Querría recordar, a este propósito, la invitación dirigida por el Venerable Juan Pablo II a las mujeres que han recurrido al aborto: “La Iglesia sabe cuántos condicionamientos pueden haber influido en vuestra decisión, y no duda de que en muchos casos se ha tratado de una decisión dolorosa e incluso dramática. Probablemente la herida aún no ha cicatrizado en vuestro interior. Es verdad que lo sucedido fue y sigue siendo profundamente injusto. Sin embargo, no os dejéis vencer por el desánimo y no abandonéis la esperanza. Antes bien, comprended lo ocurrido e interpretadlo en su verdad. Si aún no lo habéis hecho, abríos con humildad y confianza al arrepentimiento: el Padre de toda misericordia os espera para ofreceros su perdón y su paz en el sacramento de la Reconciliación. Podéis confiar con esperanza a vuestro hijo a este mismo Padre y a su misericordia. Ayudadas por el consejo y la cercanía de personas amigas y competentes, podréis estar con vuestro doloroso testimonio entre los defensores más elocuentes del derecho de todos a la vida” (Enc. Evangelium vitae, 99).

La conciencia moral de los investigadores y de toda la sociedad está íntimimamente implicada también en el segundo tema de vuestros trabajos: el uso de bancos de cordón umbilical, para fines clínicos y de investigación. La investigación médico-científica es un valor, y por tanto un compromiso, no sólo para los investigadores sino para toda la comunidad civil. El resultado es el deber de promocionar las investigaciones éticamente válidas por parte de las instituciones, y el valor de la solidaridad de los individuos en la participación en investigaciones dirigidas a promover el bien común.

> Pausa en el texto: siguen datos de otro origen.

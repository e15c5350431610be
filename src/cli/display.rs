//! Console output for the eyebreak CLI.
//!
//! This module provides formatted output for:
//! - The startup banner (durations, detected monitors)
//! - Timestamped per-cycle lines
//! - Error messages

use chrono::Local;

use crate::monitor::Monitor;
use crate::types::BreakSchedule;

// ============================================================================
// Display
// ============================================================================

/// Display utilities for CLI output.
pub struct Display;

impl Display {
    /// Shows the startup banner.
    pub fn show_startup(schedule: &BreakSchedule, monitors: &[Monitor], watch_lock: bool) {
        println!("============================================================");
        println!("eyebreak started");
        println!("  Work interval:  {}", Self::format_duration(schedule.work_secs));
        println!("  Break interval: {}", Self::format_duration(schedule.break_secs));
        println!(
            "  Unlock reset:   {}",
            if watch_lock { "enabled" } else { "disabled" }
        );
        println!("  Monitors detected: {}", monitors.len());
        for (index, monitor) in monitors.iter().enumerate() {
            let primary = if monitor.is_primary { " (primary)" } else { "" };
            println!(
                "    Monitor {}: {} {}{}",
                index + 1,
                monitor.name,
                monitor.geometry(),
                primary
            );
        }
        println!("============================================================");
        println!();
        println!("Press Ctrl+C to quit");
        println!();
    }

    /// Shows the monitor list (for the `monitors` subcommand).
    pub fn show_monitors(monitors: &[Monitor]) {
        println!("Monitors detected: {}", monitors.len());
        for (index, monitor) in monitors.iter().enumerate() {
            let primary = if monitor.is_primary { " (primary)" } else { "" };
            println!(
                "  Monitor {}: {} {}{}",
                index + 1,
                monitor.name,
                monitor.geometry(),
                primary
            );
        }
    }

    /// Shows the start of a work interval.
    pub fn show_cycle_start(cycle: u32) {
        println!("[{}] Cycle {}: working...", Self::timestamp(), cycle);
    }

    /// Shows the start of a mandatory break.
    pub fn show_break_start() {
        println!("[{}] MANDATORY BREAK", Self::timestamp());
    }

    /// Shows the end of a break.
    pub fn show_break_complete() {
        println!("[{}] Break complete", Self::timestamp());
        println!();
    }

    /// Shows that an unlock restarted the work timer.
    pub fn show_unlock_reset(work_secs: u64) {
        println!(
            "[{}] Screen unlocked, work timer restarted ({})",
            Self::timestamp(),
            Self::format_duration(work_secs)
        );
    }

    /// Shows the farewell message on shutdown.
    pub fn show_farewell() {
        println!();
        println!("eyebreak stopped. Take care of your eyes!");
    }

    /// Shows an error message.
    pub fn show_error(message: &str) {
        eprintln!("error: {}", message);
    }

    /// Current local time as `HH:MM:SS`.
    fn timestamp() -> String {
        Local::now().format("%H:%M:%S").to_string()
    }

    /// Formats a duration in seconds as `Nm` / `Ns` / `NmMs`.
    fn format_duration(total_seconds: u64) -> String {
        let minutes = total_seconds / 60;
        let seconds = total_seconds % 60;
        match (minutes, seconds) {
            (0, s) => format!("{}s", s),
            (m, 0) => format!("{}m", m),
            (m, s) => format!("{}m{:02}s", m, s),
        }
    }
}

// ============================================================================
// Tests
// ============================================================================
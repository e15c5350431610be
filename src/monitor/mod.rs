//! Monitor enumeration.
//!
//! Queries the OS for attached display geometries through the
//! `display-info` crate and normalizes the result: the primary monitor is
//! always first, and an empty display list is an error.

use display_info::DisplayInfo;
use thiserror::Error;
use tracing::debug;

// ============================================================================
// MonitorError
// ============================================================================

/// Errors that can occur while enumerating monitors.
#[derive(Debug, Error)]
pub enum MonitorError {
    /// The display query itself failed (no session, no compositor, ...).
    #[error("failed to query displays: {0}")]
    Query(String),

    /// The query succeeded but reported no displays.
    #[error("no displays detected")]
    NoDisplays,
}

// ============================================================================
// Monitor
// ============================================================================

/// Geometry of one attached monitor, in screen coordinates.
#[derive(Debug, Clone, PartialEq)]
pub struct Monitor {
    /// OS name of the display (e.g. "eDP-1")
    pub name: String,
    /// Left edge of the monitor rectangle
    pub x: i32,
    /// Top edge of the monitor rectangle
    pub y: i32,
    /// Width in pixels
    pub width: u32,
    /// Height in pixels
    pub height: u32,
    /// Whether the OS reports this as the primary monitor
    pub is_primary: bool,
}

impl Monitor {
    /// Formats the geometry like the startup banner expects:
    /// `1920x1080 @ (0, 0)`.
    pub fn geometry(&self) -> String {
        format!("{}x{} @ ({}, {})", self.width, self.height, self.x, self.y)
    }
}

impl From<&DisplayInfo> for Monitor {
    fn from(info: &DisplayInfo) -> Self {
        Self {
            name: info.name.clone(),
            x: info.x,
            y: info.y,
            width: info.width,
            height: info.height,
            is_primary: info.is_primary,
        }
    }
}

// ============================================================================
// Enumeration
// ============================================================================

/// Enumerates all attached monitors, primary first.
///
/// The monitor set is sampled once at startup; hotplug during a session is
/// not tracked.
///
/// # Errors
///
/// Returns [`MonitorError::Query`] if the display query fails and
/// [`MonitorError::NoDisplays`] if it reports an empty list.
pub fn detect_monitors() -> Result<Vec<Monitor>, MonitorError> {
    let displays = DisplayInfo::all().map_err(|e| MonitorError::Query(e.to_string()))?;
    let monitors = displays.iter().map(Monitor::from).collect::<Vec<_>>();
    debug!(count = monitors.len(), "enumerated displays");
    normalize(monitors)
}

/// Orders the primary monitor first and guarantees exactly one primary.
///
/// If the OS flags no monitor as primary, the first one is promoted.
fn normalize(mut monitors: Vec<Monitor>) -> Result<Vec<Monitor>, MonitorError> {
    if monitors.is_empty() {
        return Err(MonitorError::NoDisplays);
    }

    if let Some(pos) = monitors.iter().position(|m| m.is_primary) {
        monitors.swap(0, pos);
    } else {
        monitors[0].is_primary = true;
    }

    Ok(monitors)
}

// ============================================================================
// Tests
// ============================================================================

Este valor, y la necesidad de esta solidaridad, se evidencian muy bien en el caso del empleo de las células madre provenientes del cordón umbilical. Se trata de aplicaciones clínicas importantes y de investigaciones prometedoras a nivel científico, pero que para su realización, muchas dependen de la generosidad, en la donación de la sangre del cordón en el momento del parto, por parte de las parturientas. Os invito, por tanto, a todos vosotros a ser promotores de una verdadera y consciente solidaridad humana y cristiana. A este propósito, muchos investigadores médicos con razón miran con perplejidad el creciente florecer de bancos privados de almacenamiento de la sangre del cordón para exclusivo uso autólogo. Tal opción – como demuestran los trabajos de vuestra Asamblea – además de carecer de una real superioridad científica respecto a la donación del cordón, debilita el genuino espíritu de solidaridad que debe animar constantemente la búsqueda de ese bien común al que, en última instancia, tienden la ciencia y la investigación médica.

Queridos hermanos y hermanas, una vez más expreso mi gratitud al presidente y a todos los miembros de la Academia Pontificia para la Vida por el valor científico y ético con el que cumplís con vuestro compromiso al servicio del bien de la persona humana. Mi esperanza es que mantengáis siempre vivo el espíritu de auténtico servicio que hace sensibles a los corazones y a las mentes para reconocer las necesidades de los hombres que son nuestros contemporáneos. A cada uno de vosotros y a vuestros seres queridos, imparto de corazón la Bendición Apostólica.